Beneath the Rising - Premee Mohamed Page 0,126

I can’t do this alone. Tell me where to dig next.”

“...Little bit east. This way.”

“I know which way east is, thank you.” I clicked my shovel handle against hers, like patting her back. “Hey. Come on. Don’t waste water crying. Dig.”

“X marks the spot,” she said through her tears, walking about twenty yards away and plunking her shovel into the sand. “Let’s try here. We’re not far, I swear.”

After a while my shovel clinked against something again; I stooped and gently pried out a ceramic mask. I laughed when it came to light, unable to help myself.

“What is it?”

“Just a mask,” I said, putting it back in the hole.

“Pretty.”

“I honest to God thought when I turned it over, it was going to be you,” I said. “I don’t know why. Maybe because that’s what would happen in a movie.”

“I don’t think there’s any Sumerian in my family, Nicky.”

“What does this thing, this talisman, look like, anyway?”

“It’s a magic circle, a solid one. It won’t be clay or glass or cement or stone. It won’t be anything you know. It’ll look weird. Very weird. I don’t know how big it is, though.
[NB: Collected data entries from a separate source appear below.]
//! Regret-matched strategy store.
//!
//! Maps bucket keys to cumulative vectors over the six-slot action menu.
//! The same type backs both the per-player regret tables and the average
//! strategy table. Entries are created as zeros on first touch and never
//! removed.
//!
//! Workers never share a live table. Each one reads a loaded snapshot,
//! accumulates into a private table of deltas and folds it into the file
//! on disk with [`RegretMatchedStrategy::merge_and_save`].

use std::collections::HashMap;
use std::fs::{self, File};
use std::io::{BufReader, BufWriter, ErrorKind, Write};
use std::path::{Path, PathBuf};

use itertools::Itertools;
use parking_lot::Mutex;
use tracing::debug;

use crate::actions::{ActionMask, NUM_ACTIONS};
use crate::error::{CfrError, CfrResult};
use crate::infoset::InfoSet;

pub type ActionRegrets = [f64; NUM_ACTIONS];

/// Positive-regret mass below which regret matching falls back to uniform.
pub const DEFAULT_UNIFORM_THRESHOLD: f64 = 1e-3;

// ---------------------------------------------------------------------------
// Strategy provider contract
// ---------------------------------------------------------------------------

/// Anything that can produce a distribution over the action menu for an infoset.
///
/// Probabilities of masked-out slots are exactly zero and the rest sum to one.
pub trait StrategyProvider: Sync {
    fn get_strategy(&self, infoset: &InfoSet, mask: &ActionMask) -> ActionRegrets;

    fn get_strategy_uniform(&self, mask: &ActionMask) -> ActionRegrets {
        uniform_strategy(mask)
    }
}

/// Uniform distribution over the legal slots.
pub fn uniform_strategy(mask: &ActionMask) -> ActionRegrets {
    let n = mask.count();
    assert!(n > 0, "action mask has no legal actions");
    let p = 1.0 / n as f64;
    let mut out = [0.0; NUM_ACTIONS];
    for slot in mask.legal_slots() {
        out[slot] = p;
    }
    out
}

/// Project cumulative regret onto the simplex of legal actions.
///
/// Positive regret is normalized; when its total is zero or below
/// `threshold` the result is uniform over the mask.
pub fn regret_match(regrets: &ActionRegrets, mask: &ActionMask, threshold: f64) -> ActionRegrets {
    let mut out = [0.0; NUM_ACTIONS];
    let mut total = 0.0;
    for slot in mask.legal_slots() {
        let r = regrets[slot].max(0.0);
        out[slot] = r;
        total += r;
    }
    if total <= 0.0 || total < threshold {
        return uniform_strategy(mask);
    }
    for p in out.iter_mut() {
        *p /= total;
    }
    out
}

// ---------------------------------------------------------------------------
// Tabular store
// ---------------------------------------------------------------------------

#[derive(Debug, Clone)]
pub struct RegretMatchedStrategy {
    table: HashMap<String, ActionRegrets>,
    uniform_threshold: f64,
}

impl Default for RegretMatchedStrategy {
    fn default() -> Self {
        RegretMatchedStrategy {
            table: HashMap::new(),
            uniform_threshold: DEFAULT_UNIFORM_THRESHOLD,
        }
    }
}

impl RegretMatchedStrategy {
    pub fn new() -> Self {
        Self::default()
    }

    pub fn with_threshold(mut self, threshold: f64) -> Self {
        self.uniform_threshold = threshold;
        self
    }

    pub fn size(&self) -> usize {
        self.table.len()
    }

    pub fn is_empty(&self) -> bool {
        self.table.is_empty()
    }

    pub fn add_regret(&mut self, infoset: &InfoSet, r: &ActionRegrets) {
        self.add_regret_key(&infoset.bucket_key(), r);
    }

    /// Elementwise accumulate into `key`, creating a zero vector first if needed.
    pub fn add_regret_key(&mut self, key: &str, r: &ActionRegrets) {
        let entry = self
            .table
            .entry(key.to_string())
            .or_insert([0.0; NUM_ACTIONS]);
        for (acc, v) in entry.iter_mut().zip(r.iter()) {
            *acc += v;
        }
    }

    pub fn get_regret(&self, key: &str) -> Option<&ActionRegrets> {
        self.table.get(key)
    }

    /// Regret-matched strategy for a raw key. Unknown keys are uniform.
    pub fn strategy_for_key(&self, key: &str, mask: &ActionMask) -> ActionRegrets {
        match self.table.get(key) {
            Some(regrets) => regret_match(regrets, mask, self.uniform_threshold),
            None => uniform_strategy(mask),
        }
    }

    /// Normalized cumulative vector, for reading an average-strategy table.
    /// Returns `None` for unknown keys or an empty vector.
    pub fn average_policy(&self, key: &str) -> Option<ActionRegrets> {
        let weights = self.table.get(key)?;
        let total: f64 = weights.iter().map(|w| w.max(0.0)).sum();
        if total <= 0.0 {
            return None;
        }
        let mut out = [0.0; NUM_ACTIONS];
        for (o, w) in out.iter_mut().zip(weights.iter()) {
            *o = w.max(0.0) / total;
        }
        Some(out)
    }

    /// Entries in key order.
    pub fn iter(&self) -> impl Iterator<Item = (&String, &ActionRegrets)> {
        self.table.iter().sorted_by(|a, b| a.0.cmp(b.0))
    }

    /// Add every entry of `other` into this table.
    pub fn merge(&mut self, other: &RegretMatchedStrategy) {
        for (key, r) in &other.table {
            self.add_regret_key(key, r);
        }
    }

    // -----------------------------------------------------------------------
    // Persistence
    // -----------------------------------------------------------------------

    /// Write the table to `path` via a sibling temp file and a rename.
    pub fn save(&self, path: &Path) -> CfrResult<()> {
        if let Some(parent) = path.parent() {
            if !parent.as_os_str().is_empty() {
                fs::create_dir_all(parent)?;
            }
        }
        let tmp = temp_path(path);
        {
            let file = File::create(&tmp)?;
            let mut writer = BufWriter::new(file);
            bincode::serialize_into(&mut writer, &self.table)?;
            writer.flush()?;
        }
        fs::rename(&tmp, path)?;
        debug!(path = %path.display(), entries = self.table.len(), "saved table");
        Ok(())
    }

    /// Read a table. A missing file is an error.
    pub fn load(path: &Path) -> CfrResult<RegretMatchedStrategy> {
        let file = match File::open(path) {
            Ok(f) => f,
            Err(e) if e.kind() == ErrorKind::NotFound => {
                return Err(CfrError::TableNotFound(path.display().to_string()))
            }
            Err(e) => return Err(e.into()),
        };
        let table: HashMap<String, ActionRegrets> =
            bincode::deserialize_from(BufReader::new(file))?;
        debug!(path = %path.display(), entries = table.len(), "loaded table");
        Ok(RegretMatchedStrategy {
            table,
            uniform_threshold: DEFAULT_UNIFORM_THRESHOLD,
        })
    }

    /// Read a table, treating a missing file as empty. Corrupt files still fail.
    pub fn load_or_default(path: &Path) -> CfrResult<RegretMatchedStrategy> {
        match Self::load(path) {
            Err(CfrError::TableNotFound(_)) => Ok(Self::default()),
            other => other,
        }
    }

    /// Fold this table into the one stored at `path`.
    ///
    /// Blocks until `lock` is free, then loads the stored table (or starts
    /// empty), adds this table into it and saves. Addition makes the result
    /// independent of the order workers arrive in. Returns the merged size.
    pub fn merge_and_save(&self, path: &Path, lock: &Mutex<()>) -> CfrResult<usize> {
        let _guard = lock.lock();
        let mut stored = Self::load_or_default(path)?;
        stored.merge(self);
        stored.save(path)?;
        debug!(
            path = %path.display(),
            added = self.table.len(),
            total = stored.table.len(),
            "merged table"
        );
        Ok(stored.size())
    }
}

impl StrategyProvider for RegretMatchedStrategy {
    fn get_strategy(&self, infoset: &InfoSet, mask: &ActionMask) -> ActionRegrets {
        self.strategy_for_key(&infoset.bucket_key(), mask)
    }
}

fn temp_path(path: &Path) -> PathBuf {
    let mut name = path
        .file_name()
        .map(|n| n.to_os_string())
        .unwrap_or_default();
    name.push(".tmp");
    path.with_file_name(name)
}

#[cfg(test)]
mod tests {
    use super::*;
    use approx::assert_relative_eq;

    const ALL: ActionMask = ActionMask([true; NUM_ACTIONS]);

    #[test]
    fn regret_match_normalizes_positive_part() {
        let regrets = [2.0, -5.0, 0.0, 6.0, 0.0, 0.0];
        let p = regret_match(&regrets, &ALL, DEFAULT_UNIFORM_THRESHOLD);
        assert_relative_eq!(p[0], 0.25);
        assert_relative_eq!(p[3], 0.75);
        assert_eq!(p[1], 0.0);
    }

    #[test]
    fn negative_regrets_fall_back_to_uniform() {
        let mask = ActionMask([true, true, false, false, false, false]);
        let p = regret_match(&[-1.0, -3.0, 9.0, 0.0, 0.0, 0.0], &mask, 1e-3);
        assert_eq!(p, [0.5, 0.5, 0.0, 0.0, 0.0, 0.0]);
    }

    #[test]
    fn temp_path_is_a_sibling() {
        let p = temp_path(Path::new("out/regrets_0.bin"));
        assert_eq!(p, PathBuf::from("out/regrets_0.bin.tmp"));
    }

    #[test]
    fn add_regret_creates_then_accumulates() {
        let mut s = RegretMatchedStrategy::new();
        s.add_regret_key("k", &[1.0; NUM_ACTIONS]);
        s.add_regret_key("k", &[0.5; NUM_ACTIONS]);
        assert_eq!(s.size(), 1);
        assert_eq!(s.get_regret("k"), Some(&[1.5; NUM_ACTIONS]));
    }
}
And, I guess, one more thing: this close to the alignment, it might be glowing. Or it might not. Just keep an eye out.”

“Ark of the Covenant,” I said firmly. “I’ll know it when I see it.” I paused for effect before I began to dig again. “Is it going to melt my face?”

“It might melt your sperm.”

“Son of a...”

The sun was actually down now, and I could feel the air cooling by the minute. But it had been so hot earlier in the day that I doubted it would get cold enough to make us uncomfortable. I kept digging while Johnny dragged brush from the shrubs and fallen trees near our pit, and lit it up with one of the lighters in her bag. It was good to have the light, and it burned without smoke, a pure, clear blaze. When she wasn’t looking, I fumbled the bag of frankincense out of my pocket and threw a few of the honey-coloured crystals onto the blaze, waiting for the smoke to blow to her.

“Ha,” she said a few minutes later, turning around; her face was wan but pleased in the golden glow of the fire. “Good one.”

“Mm. I guess it’s an okay gift for the son of God,” I said. “I mean I guess it’s better than, like... a sheep or something. Or a goat. Or a fancy hat.”

“I guess. You’d get him some shit from San Francisco, wouldn’t you?”

“Novelty t-shirt,” I said. “Obscene magic 8-ball.”

“Shot glass set.”

The ground trembled minutely, transmitted up the haft of the shovel into my hands. I paused uncertainly. “Johnny? Did you feel that?”

She looked up instead of down. “Oh, shit.”

CHAPTER TWENTY-FIVE

AT FIRST I thought it wasn’t alone, had several more things like itself concealed in the huge raggedy cloak, had brought an army, but then I realized that it had just grown to fifty times its size. What had looked like an overcoat at the Creek was now clearly wings, spanning half the horizon, obscuring the first stars. I froze, as if we were in Jurassic Park and staying still would help.

Between the wings was a tangled mass of gleaming tubes and tentacles. The pale face was not a skull but shards of bone arranged around flaming eye pits—black flame, the light all wrong. I looked down, trying not to meet its gaze.

“You dare,” Drozanoth cried, hanging there, billowing. “This, you dare. To interfere with Our realm, you and your dog.”

“It is not yet yours,” Johnny said, her voice very small after Drozanoth’s. I saw the circles on her hands light up as it drifted closer, and saw her visibly sag. The spells, drawing out more power. Jesus. The fire flickered as if it too had suffered a loss.

“You cannot stop Us. No one can,” Drozanoth said. “We will take back what is Ours, and you animals will once again find your proper place.”

“This world isn’t yours,” Johnny said. “It’s never been yours. Find some other world.”

“‘Find some other world.’ But you invited Us to this one, child. You and your... toy.”

She was kneeling in the sand now, face a mask of shock and fear; my stomach twisted. What did that mean? The reactor, yes, but...

A screech of laughter. “Do you not know? Can you not guess? With the gift We gave you, which you have been so assiduous not to waste?”